Alarmiert blickte Jin ihn daher an: "Nein, das darf er nicht!"

Ohne lange darüber nachzudenken, riss er die Wagentür auf. Es hatte wieder zu regnen begonnen und der Wind an einem quasi ungeschützten Ort in Flussnähe wie diesem verpasste ihm zur Begrüßung direkt eine klirrend kalte Dusche.

Die Zähne zusammenbeißend zog er die Schultern ein, drehte suchend den Kopf hin und her.

"Wir müssen ihn aufhalten.", forderte er Namjoon auf, welche nun ebenfalls ausgestiegen war. Auch er schien wenig begeistert über die aktuelle Wetterlage, klappte er doch direkt den Kragen seiner Lederjacke nach oben.

Nervös schaute Jin sich weiterhin um. Viele Möglichkeiten zum Verstecken gab es hier nicht.

Da auch nur eine Straße zu der abgesperrten Brücke führte, ließ das im Umkehrschluss lediglich ein Ergebnis zu: Taemin war auf die Brücke gelaufen.

Schmerzhaft zogen sich Jins Eingeweide bei dem Gedanken zusammen. 

Würde der Sänger wirklich so weit gehen und sich umbringen? Ja, er war geschockt gewesen über die nachricht von Jimins Tod. Und wenn es wirklich stimmte, dass er nur noch ihn gehabt hatte, war ein möglicher Selbstmord beinahe nachvollziehbar.

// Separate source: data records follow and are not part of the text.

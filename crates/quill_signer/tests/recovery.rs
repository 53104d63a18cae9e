use k256::SecretKey;
use quill_primitives::{Hash, keccak256};
use quill_signer::{LocalSigner, SECP256K1_HALF_ORDER, Signature, Signer};
use rand::{Rng, SeedableRng, rngs::StdRng};

const PAIRS: usize = 10_000;

fn random_secret_key(rng: &mut StdRng) -> SecretKey {
    loop {
        let bytes: [u8; 32] = rng.random();
        // Zero and values above the curve order are rejected; draw again.
        if let Ok(secret_key) = SecretKey::from_slice(&bytes) {
            return secret_key;
        }
    }
}

#[test]
fn recover_inverts_sign() -> anyhow::Result<()> {
    let mut rng = StdRng::seed_from_u64(0x5eed);

    for _ in 0..PAIRS {
        let signer = LocalSigner::new(random_secret_key(&mut rng));

        let length = rng.random_range(0..96);
        let message: Vec<u8> = (0..length).map(|_| rng.random()).collect();
        let hash = keccak256(&message);

        let signature = signer.sign_hash(&hash)?;
        assert!(signature.s <= SECP256K1_HALF_ORDER, "high-S for {hash}");
        assert!(signature.v <= 1);
        assert_eq!(signature.recover(&hash)?, signer.address(), "hash {hash}");
    }

    Ok(())
}

#[test]
fn signing_is_deterministic() -> anyhow::Result<()> {
    let mut rng = StdRng::seed_from_u64(7);

    for _ in 0..100 {
        let secret_key = random_secret_key(&mut rng);
        let hash = Hash::new(rng.random());

        let first = Signature::sign_hash(&hash, &secret_key)?;
        let second = Signature::sign_hash(&hash, &secret_key)?;
        assert_eq!(first.to_bytes(), second.to_bytes());
    }

    Ok(())
}

#[test]
fn concurrent_signing() -> anyhow::Result<()> {
    let mut rng = StdRng::seed_from_u64(11);
    let signer = LocalSigner::new(random_secret_key(&mut rng));
    let hashes: Vec<Hash> = (0..64).map(|_| Hash::new(rng.random())).collect();

    let expected = hashes
        .iter()
        .map(|hash| signer.sign_hash(hash))
        .collect::<Result<Vec<_>, _>>()?;

    std::thread::scope(|scope| {
        let handles: Vec<_> = (0..4)
            .map(|_| scope.spawn(|| hashes.iter().map(|hash| signer.sign_hash(hash)).collect::<Vec<_>>()))
            .collect();

        for handle in handles {
            let signatures = handle.join().expect("signing thread panicked");
            for (signature, expected) in signatures.into_iter().zip(&expected) {
                assert_eq!(signature.ok().as_ref(), Some(expected));
            }
        }
    });

    Ok(())
}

Aber warum hatte er sich dann nicht direkt mit dem Taxi an diesen Ort bringen lassen? Warum der Umweg über das Purple Heart?

Im Augenwinkel bemerkte Jin eine Bewegung. Beunruhigt sah er auf. Und entdeckte ihn.

"Taemin!", schrie er so laut, dass seine Kehle brannte. Zeitgleich rannte er los in dessen Richtung. 

Knapp vor der Mitte der Brücke hatte er ihn endlich eingeholt.

Schwer atmend kam er nur wenige Meter entfernt von ihm zum Stehen. Auch Namjoon war seinem Sprint gefolgt. Wenngleich dieser weitaus weniger außer Atem war. Natürlich.

"Ihr? Was wollt ihr hier?", spukte Taemin ihnen entgegen. Sein petrolfarbenes Haar war vollkommen durchnässt und klebte ihm in der Stirn. "Wie seid ihr überhaupt hier hergekommen?"

"Wir haben dich verfolgt.", entgegnete Jin kurzatmig. Er musste wirklich wieder mehr für seine Ausdauer tun.

Genervt stöhnte Taemin auf: "Könnt ihr nicht einmal eure Nase aus den Angelegenheiten anderer raushalten?"

"Leider nein.", war es nun Namjoon, der antwortete. "Ist ne Angewohnheit, die der Job so mitbringt."

"Du!", der Sänger brüllte ihn mit einem wütenden Funkeln in den Augen an. Das sonst so hübsche Gesicht zu einer hasserfüllten Fratze verzogen, die Jin dazu brachte, sicherheitshalber einen Schritt nach hinten zu gehen. 

Er musste zugeben, dass er Taemin nicht einschätzen konnte. Wusste nicht, zu was er fähig war.

"Immer wieder geht alles kaputt, wenn du dich einmischst! Wärst du nicht aufgetaucht, würde Jimin noch leben.", schrie der Sänger gegen den immer stärker werdenden Wind an.